Here is a list of possible topics for Bachelor thesis in 2023 in our group. These are examples, and topics might slightly evolve depending on your precise interests, and the status of these projects at the begining of the thesis!
We have developed an interpretable deep-learning model (more precisely autoencoder models) to map gene expression profiles to cellular functions, pathways or phenotypes. Using this model, we can recover known functions for specific human tissues, but we can also simulate interventions, such as gene knock-outs or overexpression of specific genes. Hence, we can in principle predict the function of specific genes, or the effect of modulating the expression of certain genes. We would like to apply this model to uncover unknown functions for specific genes, by allowing the model to “learn” new functional associations between genes and functions. To do so, our OntoVAE model needs to be modified, and these modifications need to be tested using leave-one-out strategies. As a biological application, we want to test if our model can predict new functions for the BCAT gene, which has a number of different roles in cancer metabolism. We are collaborating on this with the group of Bernhard Radlwimmer at the DKFZ
Doncevic, D. and Herrmann, C. (2022), “Biologically informed variational autoencoders allow predictive modeling of genetic and drug induced perturbations”, bioRxiv, 22 September.

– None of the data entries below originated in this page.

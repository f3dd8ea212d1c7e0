//! ---
//! ah_section: "01-core-functionality"
//! ah_subsection: "module"
//! ah_type: "source"
//! ah_scope: "code"
//! ah_description: "Shared primitives and utilities for the healing pipeline."
//! ah_version: "v0.0.0-prealpha"
//! ah_owner: "tbd"
//! ---
use std::sync::Arc;

use prometheus::{Registry, TextEncoder};

/// Shared registry type used across crates.
pub type SharedRegistry = Arc<Registry>;

/// Produce a new shared registry.
pub fn new_registry() -> SharedRegistry {
    Arc::new(Registry::new())
}

/// Render every registered family in the Prometheus text format.
pub fn render_text(registry: &Registry) -> Result<String, prometheus::Error> {
    TextEncoder::new().encode_to_string(&registry.gather())
}
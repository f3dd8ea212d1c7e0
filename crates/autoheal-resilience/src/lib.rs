//! ---
//! ah_section: "07-resilience-fault-tolerance"
//! ah_subsection: "module"
//! ah_type: "source"
//! ah_scope: "code"
//! ah_description: "Incident detection, uptime tracking and healing strategies."
//! ah_version: "v0.0.0-prealpha"
//! ah_owner: "tbd"
//! ---
//! Incident response for the deployment pipeline: classify what went wrong,
//! track availability, pick and run a remediation, and learn from the result.

pub mod controller;
pub mod deployment;
pub mod detector;
pub mod executor;
pub mod feedback;
pub mod metrics;
pub mod policy;
pub mod types;
pub mod uptime;

pub use controller::{CycleOptions, CycleReport, DatasetMutator, IncidentController, NoMutation};
pub use deployment::{
    DeploymentRecorder, DeploymentRequest, DeploymentResult, DeploymentTrigger, FailureHint,
    StaticDeployment,
};
pub use detector::IssueDetector;
pub use executor::{HealingExecutor, HealingReport};
pub use feedback::{FeedbackJournal, FeedbackProvider, FixedFeedback, NoFeedback};
pub use metrics::ResilienceMetrics;
pub use policy::{AdaptivePolicy, BestAction, HealingPolicy, RandomPolicy, ValueTable};
pub use types::{Detection, FailureState, HealingAction, HumanFeedback, Outcome, UptimeStatus};
pub use uptime::UptimeMonitor;

/// Crate prelude collecting the most commonly used types.
pub mod prelude {
    pub use super::controller::{CycleOptions, IncidentController};
    pub use super::deployment::{DeploymentTrigger, FailureHint};
    pub use super::policy::{AdaptivePolicy, HealingPolicy, RandomPolicy};
    pub use super::types::{FailureState, HealingAction, Outcome, UptimeStatus};
}
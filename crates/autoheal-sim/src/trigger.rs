//! ---
//! ah_section: "11-simulation"
//! ah_subsection: "module"
//! ah_type: "source"
//! ah_scope: "code"
//! ah_description: "Simulation runtime helpers and deployment fleet."
//! ah_version: "v0.0.0-prealpha"
//! ah_owner: "tbd"
//! ---
use std::ops::RangeInclusive;

use autoheal_resilience::{
    DeploymentRequest, DeploymentResult, DeploymentTrigger, FailureHint, Outcome,
};
use parking_lot::Mutex;
use rand::rngs::StdRng;
use rand::{Rng, SeedableRng};
use tracing::debug;

const HEALTHY_LATENCY_MS: RangeInclusive<u64> = 1_000..=5_000;
const SLOW_LATENCY_MS: RangeInclusive<u64> = 25_000..=30_000;
const CRASH_LATENCY_MS: RangeInclusive<u64> = 500..=1_500;

/// Deployment trigger that fabricates outcomes instead of deploying.
///
/// Healthy requests succeed quickly, latency failures succeed slowly enough to
/// trip the default latency ceiling, everything else crashes.
#[derive(Debug)]
pub struct SimulatedDeployment {
    rng: Mutex<StdRng>,
}

impl SimulatedDeployment {
    pub fn new() -> Self {
        Self {
            rng: Mutex::new(StdRng::from_entropy()),
        }
    }

    pub fn with_seed(mut self, seed: u64) -> Self {
        self.rng = Mutex::new(StdRng::seed_from_u64(seed));
        self
    }

    fn latency(&self, range: RangeInclusive<u64>) -> f64 {
        self.rng.lock().gen_range(range) as f64
    }
}

impl Default for SimulatedDeployment {
    fn default() -> Self {
        Self::new()
    }
}

impl DeploymentTrigger for SimulatedDeployment {
    fn trigger(&self, request: &DeploymentRequest) -> DeploymentResult {
        let result = match (request.should_fail, request.failure_hint) {
            (false, _) => DeploymentResult::new(Outcome::Success, self.latency(HEALTHY_LATENCY_MS)),
            (true, Some(FailureHint::Latency)) => {
                DeploymentResult::new(Outcome::Success, self.latency(SLOW_LATENCY_MS))
            }
            (true, _) => DeploymentResult::new(Outcome::Failure, self.latency(CRASH_LATENCY_MS)),
        };
        debug!(
            should_fail = request.should_fail,
            hint = ?request.failure_hint,
            outcome = %result.outcome,
            latency_ms = result.latency_ms,
            "simulated deployment"
        );
        result
    }
}

#[cfg(test)]
mod tests {
    use super::*;

    #[test]
    fn outcomes_follow_the_request() {
        let trigger = SimulatedDeployment::new().with_seed(7);
        for _ in 0..50 {
            let healthy = trigger.trigger(&DeploymentRequest::healthy());
            assert_eq!(healthy.outcome, Outcome::Success);
            assert!((1_000.0..=5_000.0).contains(&healthy.latency_ms));

            let slow = trigger.trigger(&DeploymentRequest::failing(Some(FailureHint::Latency)));
            assert_eq!(slow.outcome, Outcome::Success);
            assert!(slow.latency_ms >= 25_000.0);

            let crash = trigger.trigger(&DeploymentRequest::failing(Some(FailureHint::Crash)));
            assert_eq!(crash.outcome, Outcome::Failure);
            assert!((500.0..=1_500.0).contains(&crash.latency_ms));
        }
    }

    #[test]
    fn unspecified_failure_crashes() {
        let trigger = SimulatedDeployment::new().with_seed(1);
        let result = trigger.trigger(&DeploymentRequest::failing(None));
        assert_eq!(result.outcome, Outcome::Failure);
    }
}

Francois, L., Boskovic, P., Knerr, J., He, W., Sigismondo, G., Schwan, C., More, T.H., et al. (2022), “BCAT1 redox function maintains mitotic fidelity”, Cell Reports, Vol. 41 No. 3, p. 111524.
CTCF is a transcription factor with a number of functions in genome organisation, chromatin structuring and gene activation. It also appears to play a role in viral integration into the genome. As such, it is a multi-functional transcription factor. In particular, CTCF defines boundaries of so called topological associated domains, but binds also to the promoter of genes. We would like to conduct a comprehensive analysis of CTCF binding site landscapes across multiple tissues and cell types to understand what drives these different functions along the genome. We will conduct integration of multiple chromatin components (histone marks, DNA methylation, sequence motifs,…) to understand the differences between these functions, and if co-factors are playing a role. In addition, we would like to describe universal features as well as tissue-specific features of CTCF.
Single-cell experiments allow to observe and measure the expression variability between cells. While cells from different cell types show different transcriptional programs, such a stochastic bahavior is also observed even between cells from isogenic pools. This transcriptional noise is believed to contribute to fast adaptability to changing environmental conditions. Using single-cell chromatin accessibility datasets, we can now also measure the chromatin variability. In previous studies, we have observed a high epigenetic variability (Liu et al., 2019). Using a new method, we can integrated the scRNA and scATAC-seq data to reconstruct gene regulatory networks, and study the level of regulatory variability across different cells. In this project, we want to understand (1) which genes are subject to a high transcriptional and epigenetic variability, and (2) reconstruct gene regulatory networks and connect these two levels of variability using a simple dynamical model. This will be done using published data with both data modalities (scRNA/scATAC), and in data that we will obtain from CD8 T-cells in the course of the project.